Dice la leyenda que Viracocha, dios de los Incas y hacedor de todas las cosas, imaginó al principio de los tiempos dos poderosas fuerzas y creó el Sol y la Luna, para guiar los caminos de los hombres.
El Sol, que iluminaba los días, se enamoró de la Luna y ésta, loca de tristeza por no poder ver refulgir a su amado, perdió fuerza y brillo, y apenas si acertaba a desprender una luz tenue en las noches.
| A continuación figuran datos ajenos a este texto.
//! Binary crate for the `outfit` command-line tool.
//!
//! This crate focuses on:
//! - Parsing CLI arguments
//! - Interactive configuration
//! - Human-friendly output formatting

use clap::Parser;
use tracing_subscriber::EnvFilter;

mod cli;
mod output;

#[tokio::main]
async fn main() -> anyhow::Result<()> {
    let cmd = cli::Cli::parse();
    init_tracing(cmd.verbose);
    cmd.run().await
}

fn init_tracing(verbose: bool) {
    let default = if verbose { "debug" } else { "warn" };
    let filter = EnvFilter::try_from_default_env().unwrap_or_else(|_| EnvFilter::new(default));

    tracing_subscriber::fmt()
        .with_env_filter(filter)
        .with_target(false)
        .with_writer(std::io::stderr)
        .compact()
        .init();
}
Entonces, Viracocha creó las estrellas, para que la Luna no estuviese tan sola.
Y dice la leyenda que, con cada eclipse, Viracocha quiso darnos una lección. Los dioses, esos seres que disfrutan comiendo postre en la eternidad y comentando nuestras andanzas acá en la Tierra, nos enseñaron que para poder amar, aunque sea un ratito, hay que aprender antes a ser uno, a no restarse para poder sumarse.
Y es así como la Luna y el Sol entendieron que sólo cada cierto tiempo podrían amarse arriba, en el cielo, entre un coro de estrellas. Y que mientras tanto tendrían que aprender a caminar solos en la oscuridad infinita del paso del tiempo, esperando ilusionados ese momento mágico en que uno y uno hacen dos.